(Data records)
:::::
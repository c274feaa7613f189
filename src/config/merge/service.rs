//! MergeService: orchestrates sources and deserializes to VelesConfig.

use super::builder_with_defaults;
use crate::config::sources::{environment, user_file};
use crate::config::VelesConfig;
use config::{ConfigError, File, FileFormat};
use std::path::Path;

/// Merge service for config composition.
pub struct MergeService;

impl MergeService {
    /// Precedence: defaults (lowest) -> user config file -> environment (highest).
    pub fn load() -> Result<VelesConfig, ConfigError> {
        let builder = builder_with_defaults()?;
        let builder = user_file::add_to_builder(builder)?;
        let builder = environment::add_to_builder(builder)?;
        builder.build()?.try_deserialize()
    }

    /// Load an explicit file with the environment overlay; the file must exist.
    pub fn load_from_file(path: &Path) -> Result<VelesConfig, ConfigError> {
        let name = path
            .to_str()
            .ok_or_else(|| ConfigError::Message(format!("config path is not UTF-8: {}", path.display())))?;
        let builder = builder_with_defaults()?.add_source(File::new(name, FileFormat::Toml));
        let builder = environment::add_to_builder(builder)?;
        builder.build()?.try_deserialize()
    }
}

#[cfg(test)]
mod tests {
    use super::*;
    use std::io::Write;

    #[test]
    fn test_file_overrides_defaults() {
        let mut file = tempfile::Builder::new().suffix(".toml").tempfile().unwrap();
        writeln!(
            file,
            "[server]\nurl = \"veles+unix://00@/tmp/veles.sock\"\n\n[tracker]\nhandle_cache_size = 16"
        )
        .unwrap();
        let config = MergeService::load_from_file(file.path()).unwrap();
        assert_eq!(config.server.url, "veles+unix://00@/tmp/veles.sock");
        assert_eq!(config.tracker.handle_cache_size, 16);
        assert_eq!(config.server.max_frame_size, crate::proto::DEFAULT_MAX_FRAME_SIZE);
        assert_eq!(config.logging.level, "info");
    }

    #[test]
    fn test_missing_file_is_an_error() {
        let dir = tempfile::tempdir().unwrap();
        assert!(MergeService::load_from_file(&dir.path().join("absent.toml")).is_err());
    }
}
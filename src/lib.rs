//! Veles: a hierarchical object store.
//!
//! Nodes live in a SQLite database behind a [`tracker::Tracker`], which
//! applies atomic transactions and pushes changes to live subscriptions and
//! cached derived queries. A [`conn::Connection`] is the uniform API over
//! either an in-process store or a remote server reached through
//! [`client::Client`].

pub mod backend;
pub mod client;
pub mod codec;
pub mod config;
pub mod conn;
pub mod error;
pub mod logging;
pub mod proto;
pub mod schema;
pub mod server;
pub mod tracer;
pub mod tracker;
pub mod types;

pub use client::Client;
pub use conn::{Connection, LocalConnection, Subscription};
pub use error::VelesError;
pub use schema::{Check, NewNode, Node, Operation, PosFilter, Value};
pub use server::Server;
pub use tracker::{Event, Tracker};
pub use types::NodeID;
:::::
— About this task —
The response consists of the lines above that contain "ConfigError".

— Solution for this problem —
use config::{ConfigError, File, FileFormat};
    pub fn load() -> Result<VelesConfig, ConfigError> {
    pub fn load_from_file(path: &Path) -> Result<VelesConfig, ConfigError> {
            .ok_or_else(|| ConfigError::Message(format!("config path is not UTF-8: {}", path.display())))?;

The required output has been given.